Collected data ->
==============================

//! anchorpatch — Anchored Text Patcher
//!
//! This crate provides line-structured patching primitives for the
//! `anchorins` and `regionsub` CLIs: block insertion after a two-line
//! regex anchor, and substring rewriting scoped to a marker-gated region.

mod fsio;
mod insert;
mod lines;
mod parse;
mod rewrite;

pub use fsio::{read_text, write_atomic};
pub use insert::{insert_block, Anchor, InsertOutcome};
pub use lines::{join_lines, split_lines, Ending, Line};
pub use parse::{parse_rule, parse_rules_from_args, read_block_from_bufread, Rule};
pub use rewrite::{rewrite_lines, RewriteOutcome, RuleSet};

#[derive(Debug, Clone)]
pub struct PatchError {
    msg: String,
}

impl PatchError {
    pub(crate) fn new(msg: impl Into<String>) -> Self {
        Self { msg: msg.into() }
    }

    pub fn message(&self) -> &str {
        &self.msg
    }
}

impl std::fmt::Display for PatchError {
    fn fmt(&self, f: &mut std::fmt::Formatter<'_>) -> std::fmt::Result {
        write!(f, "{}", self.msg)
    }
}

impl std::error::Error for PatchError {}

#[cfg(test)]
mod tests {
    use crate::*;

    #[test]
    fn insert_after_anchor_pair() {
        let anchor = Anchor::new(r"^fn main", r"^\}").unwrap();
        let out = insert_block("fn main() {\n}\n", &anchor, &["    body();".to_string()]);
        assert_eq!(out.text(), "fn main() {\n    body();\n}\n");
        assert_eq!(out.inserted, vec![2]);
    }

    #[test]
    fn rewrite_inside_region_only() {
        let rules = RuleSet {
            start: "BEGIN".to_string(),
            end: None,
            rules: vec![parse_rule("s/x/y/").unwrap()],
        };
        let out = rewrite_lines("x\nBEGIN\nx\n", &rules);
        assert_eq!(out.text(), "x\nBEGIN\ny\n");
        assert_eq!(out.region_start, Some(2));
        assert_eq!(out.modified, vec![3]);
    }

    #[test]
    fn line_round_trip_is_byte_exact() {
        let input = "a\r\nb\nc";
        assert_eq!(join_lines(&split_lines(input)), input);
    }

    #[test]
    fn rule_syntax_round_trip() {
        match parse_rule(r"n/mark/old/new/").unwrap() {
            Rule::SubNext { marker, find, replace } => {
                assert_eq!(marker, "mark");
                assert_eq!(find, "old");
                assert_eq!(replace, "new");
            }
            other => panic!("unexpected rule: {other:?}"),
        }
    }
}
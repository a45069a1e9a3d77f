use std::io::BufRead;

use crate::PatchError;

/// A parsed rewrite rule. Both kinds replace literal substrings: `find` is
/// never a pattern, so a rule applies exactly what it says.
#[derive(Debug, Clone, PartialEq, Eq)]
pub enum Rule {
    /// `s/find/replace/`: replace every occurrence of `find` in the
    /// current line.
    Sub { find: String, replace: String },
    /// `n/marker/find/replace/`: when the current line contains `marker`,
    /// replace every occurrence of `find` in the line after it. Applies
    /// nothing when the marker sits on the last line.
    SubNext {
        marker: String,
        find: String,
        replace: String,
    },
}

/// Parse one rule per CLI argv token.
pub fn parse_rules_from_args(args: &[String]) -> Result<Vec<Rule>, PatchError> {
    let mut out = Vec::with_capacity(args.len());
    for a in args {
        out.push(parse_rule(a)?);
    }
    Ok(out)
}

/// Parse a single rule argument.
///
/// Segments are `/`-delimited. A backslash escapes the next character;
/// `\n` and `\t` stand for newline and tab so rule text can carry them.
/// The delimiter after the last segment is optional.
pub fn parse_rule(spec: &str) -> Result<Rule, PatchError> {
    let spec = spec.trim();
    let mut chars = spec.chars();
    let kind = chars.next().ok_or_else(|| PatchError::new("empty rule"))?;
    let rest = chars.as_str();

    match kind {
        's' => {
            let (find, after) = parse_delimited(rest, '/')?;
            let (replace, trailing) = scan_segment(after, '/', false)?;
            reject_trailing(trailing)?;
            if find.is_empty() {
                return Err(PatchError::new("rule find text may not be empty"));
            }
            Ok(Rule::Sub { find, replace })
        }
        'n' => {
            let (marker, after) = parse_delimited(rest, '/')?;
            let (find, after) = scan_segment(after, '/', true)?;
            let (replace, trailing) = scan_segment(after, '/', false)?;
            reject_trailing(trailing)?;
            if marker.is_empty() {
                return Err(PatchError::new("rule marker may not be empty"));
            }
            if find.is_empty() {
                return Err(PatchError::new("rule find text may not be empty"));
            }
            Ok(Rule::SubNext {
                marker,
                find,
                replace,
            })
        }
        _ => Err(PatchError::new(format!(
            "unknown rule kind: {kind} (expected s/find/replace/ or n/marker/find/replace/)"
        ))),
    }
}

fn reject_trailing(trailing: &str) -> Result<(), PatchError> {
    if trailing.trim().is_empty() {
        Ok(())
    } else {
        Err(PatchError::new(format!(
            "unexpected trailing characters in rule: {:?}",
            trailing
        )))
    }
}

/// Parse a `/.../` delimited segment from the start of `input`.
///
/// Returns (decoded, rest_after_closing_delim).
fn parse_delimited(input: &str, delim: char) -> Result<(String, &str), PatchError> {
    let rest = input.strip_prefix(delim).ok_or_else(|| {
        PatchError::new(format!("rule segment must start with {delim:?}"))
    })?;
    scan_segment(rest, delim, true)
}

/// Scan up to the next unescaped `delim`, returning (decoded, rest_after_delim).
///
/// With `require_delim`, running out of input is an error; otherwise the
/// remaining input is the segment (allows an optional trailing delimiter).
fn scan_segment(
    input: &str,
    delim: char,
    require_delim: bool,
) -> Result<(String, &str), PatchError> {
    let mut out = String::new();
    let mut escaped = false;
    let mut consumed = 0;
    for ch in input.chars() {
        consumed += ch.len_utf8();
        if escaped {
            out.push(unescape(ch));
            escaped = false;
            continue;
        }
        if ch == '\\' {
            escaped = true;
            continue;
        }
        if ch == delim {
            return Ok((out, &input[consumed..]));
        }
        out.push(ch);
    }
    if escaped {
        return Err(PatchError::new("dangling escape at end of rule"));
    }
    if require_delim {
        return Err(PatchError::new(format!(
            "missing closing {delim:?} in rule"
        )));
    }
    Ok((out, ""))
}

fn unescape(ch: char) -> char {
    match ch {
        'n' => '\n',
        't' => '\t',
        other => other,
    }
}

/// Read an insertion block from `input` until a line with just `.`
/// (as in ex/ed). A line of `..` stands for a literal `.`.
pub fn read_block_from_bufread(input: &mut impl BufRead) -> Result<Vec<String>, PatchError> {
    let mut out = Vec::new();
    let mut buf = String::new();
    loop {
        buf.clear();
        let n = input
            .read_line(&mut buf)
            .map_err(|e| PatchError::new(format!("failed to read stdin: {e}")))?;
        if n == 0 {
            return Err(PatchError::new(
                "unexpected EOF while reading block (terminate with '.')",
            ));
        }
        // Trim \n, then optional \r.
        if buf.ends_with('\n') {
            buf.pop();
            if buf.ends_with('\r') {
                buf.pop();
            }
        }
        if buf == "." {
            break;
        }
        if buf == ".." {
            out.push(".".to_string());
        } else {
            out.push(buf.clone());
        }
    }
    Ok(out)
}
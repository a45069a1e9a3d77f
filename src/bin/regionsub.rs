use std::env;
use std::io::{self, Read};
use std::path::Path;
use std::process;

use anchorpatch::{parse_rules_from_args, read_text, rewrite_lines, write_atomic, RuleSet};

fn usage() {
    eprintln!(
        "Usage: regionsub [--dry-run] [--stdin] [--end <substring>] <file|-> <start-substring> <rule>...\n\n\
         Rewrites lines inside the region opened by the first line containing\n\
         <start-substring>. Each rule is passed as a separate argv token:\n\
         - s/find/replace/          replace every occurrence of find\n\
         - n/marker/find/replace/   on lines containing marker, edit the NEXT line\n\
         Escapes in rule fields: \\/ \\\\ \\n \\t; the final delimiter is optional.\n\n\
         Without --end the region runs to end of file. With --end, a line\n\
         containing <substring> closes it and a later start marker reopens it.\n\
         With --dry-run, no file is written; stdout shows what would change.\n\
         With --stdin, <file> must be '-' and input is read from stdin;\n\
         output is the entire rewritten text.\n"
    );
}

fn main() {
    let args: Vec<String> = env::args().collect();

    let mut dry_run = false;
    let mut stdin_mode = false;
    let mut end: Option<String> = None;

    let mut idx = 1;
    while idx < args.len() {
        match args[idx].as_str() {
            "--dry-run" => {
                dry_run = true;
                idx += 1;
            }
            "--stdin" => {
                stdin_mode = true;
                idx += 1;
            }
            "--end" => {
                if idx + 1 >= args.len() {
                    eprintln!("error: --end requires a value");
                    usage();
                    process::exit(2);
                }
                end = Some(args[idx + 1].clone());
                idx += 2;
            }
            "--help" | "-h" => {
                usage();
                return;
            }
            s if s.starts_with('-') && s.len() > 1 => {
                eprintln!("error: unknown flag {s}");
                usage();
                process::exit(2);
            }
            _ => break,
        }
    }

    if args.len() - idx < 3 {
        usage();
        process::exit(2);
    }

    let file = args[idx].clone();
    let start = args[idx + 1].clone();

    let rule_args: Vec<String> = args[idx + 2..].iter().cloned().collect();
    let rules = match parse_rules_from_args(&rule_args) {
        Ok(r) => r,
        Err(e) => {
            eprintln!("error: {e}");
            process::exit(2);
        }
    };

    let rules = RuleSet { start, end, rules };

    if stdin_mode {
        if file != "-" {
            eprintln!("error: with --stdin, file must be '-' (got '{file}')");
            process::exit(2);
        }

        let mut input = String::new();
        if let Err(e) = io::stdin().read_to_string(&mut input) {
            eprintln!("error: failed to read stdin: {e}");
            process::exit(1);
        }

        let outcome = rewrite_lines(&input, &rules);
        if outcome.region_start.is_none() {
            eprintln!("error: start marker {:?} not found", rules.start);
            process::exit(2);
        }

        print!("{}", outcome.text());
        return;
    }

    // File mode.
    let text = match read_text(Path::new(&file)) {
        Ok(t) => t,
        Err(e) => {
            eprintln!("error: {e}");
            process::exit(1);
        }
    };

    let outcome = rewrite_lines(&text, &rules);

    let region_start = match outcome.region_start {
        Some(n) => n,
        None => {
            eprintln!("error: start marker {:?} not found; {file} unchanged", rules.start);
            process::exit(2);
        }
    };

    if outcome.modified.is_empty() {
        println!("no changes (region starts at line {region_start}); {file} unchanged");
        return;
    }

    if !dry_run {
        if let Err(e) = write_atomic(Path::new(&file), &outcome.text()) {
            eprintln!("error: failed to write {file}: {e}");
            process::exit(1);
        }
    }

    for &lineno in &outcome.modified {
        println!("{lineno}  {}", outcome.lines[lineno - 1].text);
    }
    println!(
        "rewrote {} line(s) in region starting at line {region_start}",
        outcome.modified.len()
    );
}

==============================

Aim of the task -> Only lines with the word "argv" are wanted. Find and copy them from the records above.

Result below ->
/// Parse one rule per CLI argv token.
         <start-substring>. Each rule is passed as a separate argv token:\n\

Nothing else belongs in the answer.